Guiding Sun through a period of transition

Written by Bryan Glick

The UK has been one of Sun Microsystems' most successful regions during its difficult post-dot com years.

When UK managing director Leslie Stretch was promoted earlier this year to a global role based at the company's California head office, Trudy Norris-Grey was appointed as head of the UK operation.

Previously a vice president at Oracle UK, Norris-Grey takes over at a time of transition for Sun.

The vendor was once best known for its rigid focus on in-house developed Sparc servers and the Solaris operating system. But in recent years, it has diversified into low-end x86-based systems, more strongly promoted its Java development environment, and is trying to become a major player in grid computing and open source software.

Computing talked to Norris-Grey, in her first interview in her new job, to find out the challenges of taking over a supplier at a critical stage in its development.

What are your first impressions of Sun?

Because Sun grew so strongly in the dot com era and then lost revenue, it was not written about as a 'darling' of the industry.

Oracle benefited from dot com, too, but the good thing about software licensing is that if your customer goes out of business, the licence lapses - it's gone. It wasn't the same for Sun. When the bubble burst, all these huge pieces of equipment were out there flooding the market.

So my expectations were set by perceptions, but the reality has been very different. I'm an accountant by trade, and if I put my financial hat on, what has been achieved in the years after dot com is actually phenomenal.

And what are your immediate priorities in your new role?

It's about clarity of what Sun is, what we stand for, where we're taking the company. We need to get out there and spread the message and give evidence of it. There's a good story but it's not widely known, and we probably haven't done enough of it.

The ingredients are there; it's the recipe we have to put together.

The company has been changing its product focus at the same time as recovering from the dot com boom. What are the challenges of that transition?

In a way it is transition, and in a way it isn't. Sun has always been known to be innovative, and all it is doing is continuing that innovation, but on a different curve.

Sun was innovative in product terms, now we're saying: let's think of this from the customer point of view, and step back and think what they really need, not what they think they need. That's where the transition comes in.

So what do you think customers need?

When you engage with a customer you have a responsibility to make them successful. If I make them successful, it comes back the other way, it's iterative: I do it for you, then you do it for me. Chief executives get great benefit from IT. We should all be proud of that. But the industry is still not always giving value for money to customers. If I have a PC on my desk, why do I have more computing power than was needed to land Apollo on the moon? I don't use it. The statistics say we only use 10 per cent of the power of a PC; it sits idle 90 per cent of the time.

The US will spend $100bn (£53bn) on PCs this year. If 90 per cent of that is idling, that tells me that $90bn ($48bn) is sitting idle and chief executives are not getting value for money.

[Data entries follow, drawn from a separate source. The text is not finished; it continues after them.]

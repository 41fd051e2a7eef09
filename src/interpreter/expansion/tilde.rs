//! Tilde expansion.

use crate::interpreter::interpreter::Interpreter;

/// `~` → HOME, `~user` → that user's home directory, `~+` → PWD,
/// `~-` → OLDPWD. None means the prefix stays literal.
pub fn expand_tilde(interp: &mut Interpreter, user: Option<&str>) -> Option<String> {
    match user {
        None => interp
            .env
            .get_scalar("HOME")
            .or_else(|| home_of_uid()),
        Some("+") => interp.env.get_scalar("PWD"),
        Some("-") => interp.env.get_scalar("OLDPWD"),
        Some(name) => nix::unistd::User::from_name(name)
            .ok()
            .flatten()
            .map(|u| u.dir.to_string_lossy().into_owned()),
    }
}

fn home_of_uid() -> Option<String> {
    nix::unistd::User::from_uid(nix::unistd::getuid())
        .ok()
        .flatten()
        .map(|u| u.dir.to_string_lossy().into_owned())
}
/// A keyed array element `[k]=v`: split the subscript off the leading
/// literal part.
fn keyed_element(word: &WordNode) -> Option<(String, WordNode)> {
    let first = match word.parts.first() {
        Some(WordPart::Literal(s)) if s.starts_with('[') => s.clone(),
        _ => return None,
    };
    let chars: Vec<char> = first.chars().collect();
    let mut depth = 0i32;
    let mut close = None;
    for (i, &c) in chars.iter().enumerate() {
        match c {
            '[' => depth += 1,
            ']' => {
                depth -= 1;
                if depth == 0 {
                    close = Some(i);
                    break;
                }
            }
            _ => {}
        }
    }
    let close = close?;
    if chars.get(close + 1) != Some(&'=') {
        return None;
    }
    let key: String = chars[1..close].iter().collect();
    let remainder: String = chars[close + 2..].iter().collect();
    let mut parts = Vec::new();
    if !remainder.is_empty() {
        parts.push(WordPart::Literal(remainder));
    }
    parts.extend(word.parts[1..].iter().cloned());
    Some((key, WordNode { parts }))
}

// =============================================================================
// Display helpers (job table, background notices)
// =============================================================================

pub(crate) fn describe_and_or(ao: &AndOrNode) -> String {
    let mut text = describe_pipeline(&ao.first);
    for (op, p) in &ao.rest {
        let sep = match op {
            AndOr::And => " && ",
            AndOr::Or => " || ",
        };
        text.push_str(sep);
        text.push_str(&describe_pipeline(p));
    }
    text
}

pub(crate) fn describe_pipeline(p: &PipelineNode) -> String {
    let stages: Vec<String> = p.stages.iter().map(describe_command_node).collect();
    let mut text = stages.join(" | ");
    if p.negated {
        text.insert_str(0, "! ");
    }
    text
}

fn describe_command_node(cmd: &CommandNode) -> String {
    match cmd {
        CommandNode::Simple(c) => {
            let mut words: Vec<String> = c.assignments.iter().map(describe_assignment).collect();
            words.extend(c.words.iter().map(describe_word));
            words.join(" ")
        }
        CommandNode::Compound(CompoundCommandNode::Subshell(_)) => "( ... )".to_string(),
        CommandNode::Compound(CompoundCommandNode::Group(_)) => "{ ...; }".to_string(),
        CommandNode::Compound(CompoundCommandNode::If(_)) => "if ...".to_string(),
        CommandNode::Compound(CompoundCommandNode::While(n)) => {
            if n.until {
                "until ...".to_string()
            } else {
                "while ...".to_string()
            }
        }
        CommandNode::Compound(CompoundCommandNode::For(_))
        | CommandNode::Compound(CompoundCommandNode::CFor(_)) => "for ...".to_string(),
        CommandNode::Compound(CompoundCommandNode::Case(_)) => "case ...".to_string(),
        CommandNode::Compound(CompoundCommandNode::Arith(n)) => format!("(( {} ))", n.expression.text),
        CommandNode::Compound(CompoundCommandNode::Cond(_)) => "[[ ... ]]".to_string(),
        CommandNode::FunctionDef(f) => format!("{}()", f.name),
    }
}

fn describe_assignment(a: &AssignmentNode) -> String {
    match &a.value {
        Some(w) => format!("{}={}", a.name, describe_word(w)),
        None => format!("{}=", a.name),
    }
}
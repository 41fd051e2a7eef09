//! Shell options (`set -e`, `set -o pipefail`, ...).

/// The closed option set the executor honors.
#[derive(Debug, Clone, Default)]
pub struct ShellOptions {
    /// set -e: exit on untested non-zero status
    pub errexit: bool,
    /// set -u: unset-variable expansion is an error
    pub nounset: bool,
    /// set -x: trace expanded commands to stderr
    pub xtrace: bool,
    /// set -v: echo input lines as read
    pub verbose: bool,
    /// set -n: parse only
    pub noexec: bool,
    /// set -f: no pathname expansion
    pub noglob: bool,
    /// set -C: `>` refuses to clobber existing files
    pub noclobber: bool,
    /// set -o pipefail: pipeline status is the rightmost failure
    pub pipefail: bool,
    /// set -m: job control
    pub monitor: bool,
    /// set -a: export on every assignment
    pub allexport: bool,
    /// set -o ignoreeof: interactive EOF does not exit
    pub ignoreeof: bool,
    /// set -o posix
    pub posix: bool,
    /// set -o emacs / vi (mutually exclusive; front-end concern)
    pub emacs: bool,
    pub vi: bool,
    /// this shell reads commands from a terminal
    pub interactive: bool,
    /// alias expansion during lexing
    pub expand_aliases: bool,
    /// shopt nocasematch: case-insensitive `[[ == ]]` and `case`
    pub nocasematch: bool,
    /// shopt dotglob: `*` matches leading dots
    pub dotglob: bool,
    /// shopt nullglob: non-matching patterns expand to nothing
    pub nullglob: bool,
}

/// `(letter, set -o name)` pairs for the short-flag options.
pub const FLAG_OPTIONS: &[(char, &str)] = &[
    ('e', "errexit"),
    ('u', "nounset"),
    ('x', "xtrace"),
    ('v', "verbose"),
    ('n', "noexec"),
    ('f', "noglob"),
    ('C', "noclobber"),
    ('m', "monitor"),
    ('a', "allexport"),
];

impl ShellOptions {
    pub fn set_by_name(&mut self, name: &str, on: bool) -> Result<(), String> {
        match name {
            "errexit" => self.errexit = on,
            "nounset" => self.nounset = on,
            "xtrace" => self.xtrace = on,
            "verbose" => self.verbose = on,
            "noexec" => self.noexec = on,
            "noglob" => self.noglob = on,
            "noclobber" => self.noclobber = on,
            "pipefail" => self.pipefail = on,
            "monitor" => self.monitor = on,
            "allexport" => self.allexport = on,
            "ignoreeof" => self.ignoreeof = on,
            "posix" => self.posix = on,
            "emacs" => {
                self.emacs = on;
                if on {
                    self.vi = false;
                }
            }
            "vi" => {
                self.vi = on;
                if on {
                    self.emacs = false;
                }
            }
            "interactive" => self.interactive = on,
            "expand_aliases" => self.expand_aliases = on,
            "nocasematch" => self.nocasematch = on,
            "dotglob" => self.dotglob = on,
            "nullglob" => self.nullglob = on,
            _ => return Err(format!("{}: invalid option name", name)),
        }
        Ok(())
    }

    pub fn query(&self, name: &str) -> Option<bool> {
        Some(match name {
            "errexit" => self.errexit,
            "nounset" => self.nounset,
            "xtrace" => self.xtrace,
            "verbose" => self.verbose,
            "noexec" => self.noexec,
            "noglob" => self.noglob,
            "noclobber" => self.noclobber,
            "pipefail" => self.pipefail,
            "monitor" => self.monitor,
            "allexport" => self.allexport,
            "ignoreeof" => self.ignoreeof,
            "posix" => self.posix,
            "emacs" => self.emacs,
            "vi" => self.vi,
            "interactive" => self.interactive,
            "expand_aliases" => self.expand_aliases,
            "nocasematch" => self.nocasematch,
            "dotglob" => self.dotglob,
            "nullglob" => self.nullglob,
            _ => return None,
        })
    }

    pub fn set_by_flag(&mut self, flag: char, on: bool) -> Result<(), String> {
        for (c, name) in FLAG_OPTIONS {
            if *c == flag {
                return self.set_by_name(name, on);
            }
        }
        Err(format!("-{}: invalid option", flag))
    }

    /// The `$-` string: one letter per active short-flag option.
    pub fn flag_string(&self) -> String {
        let mut s = String::new();
        for (c, name) in FLAG_OPTIONS {
            if self.query(name).unwrap_or(false) {
                s.push(*c);
            }
        }
        if self.interactive {
            s.push('i');
        }
        s
    }

    /// `set -o` listing: (name, enabled) pairs in a stable order.
    pub fn listing(&self) -> Vec<(&'static str, bool)> {
        [
            "allexport",
            "emacs",
            "errexit",
            "ignoreeof",
            "monitor",
            "noclobber",
            "noexec",
            "noglob",
            "nounset",
            "pipefail",
            "posix",
            "verbose",
            "vi",
            "xtrace",
        ]
        .iter()
        .map(|n| (*n, self.query(n).unwrap_or(false)))
        .collect()
    }
}

#[cfg(test)]
mod tests {
    use super::*;

    #[test]
    fn test_set_by_name_and_flag() {
        let mut o = ShellOptions::default();
        o.set_by_name("pipefail", true).unwrap();
        assert!(o.pipefail);
        o.set_by_flag('e', true).unwrap();
        assert!(o.errexit);
        o.set_by_flag('e', false).unwrap();
        assert!(!o.errexit);
        assert!(o.set_by_name("bogus", true).is_err());
    }

    #[test]
    fn test_emacs_vi_exclusive() {
        let mut o = ShellOptions::default();
        o.set_by_name("vi", true).unwrap();
        o.set_by_name("emacs", true).unwrap();
        assert!(o.emacs && !o.vi);
    }

    #[test]
    fn test_flag_string() {
        let mut o = ShellOptions::default();
        o.set_by_flag('e', true).unwrap();
        o.set_by_flag('x', true).unwrap();
        assert_eq!(o.flag_string(), "ex");
    }
}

It's about taking a different look at things. It's not about extracting revenue, it's about giving value.

You've been introduced recently to Sun's biggest customers in the UK. What do they say are their major issues?

For the government it is identity - not ID cards, but identity management andidentity sharing. If my Inland Revenue details are already in this form, in this computer, how can we share it securely with another department?

It's also identity in terms of controlling borders and felons; it's about individuals and the information about them.

Integration - how does it all work together - is a big issue for customers. I think we already have a digitised home: we all have TVs, DVDs, Playstations, electronic heating controls, and so on. The problem is that there are wires everywhere; it's not easily controlled or integrated. I think that's true for industry, for government and for schools, too.

Archiving and compliance is another area. IT has been used by auditors for years to verify the true and fair nature of financial statements, but it's upped the ante. It's now about ensuring and authenticating compliance. These days an email is for life, and it's the same with voicemail. How do we store and manage it in case it is needed for compliance?

Generally, what people want is an alternative. It's about healthy competition - it raises the stakes, it makes you increase the value, and that's what they're looking for. It's about growing the top line; how IT can generate information that helps grow customer satisfaction and revenue.

Sun is investing heavily in grid computing, an emerging technology that many organisations don't yet fully understand. What do your customers think about it?

If you compare grid with the PC, PCs are ubiquitous, and people understand them. So customers are asking us to help bridge the gap into grid computing.

I was speaking to somebody from Cern [the European particle physics laboratory], which is a big user of grid computing. They understand the technology and are collaborative in nature. They don't care where a task is processed. They press the send button, off it goes, and the answer comes back.

People have to see it, feel it, experience it, understand that it's secure and robust, there are no viruses and it can't be hacked. We need that proof. People are frightened of letting go of what they know, so we have to give them confidence and evidence to see it happen.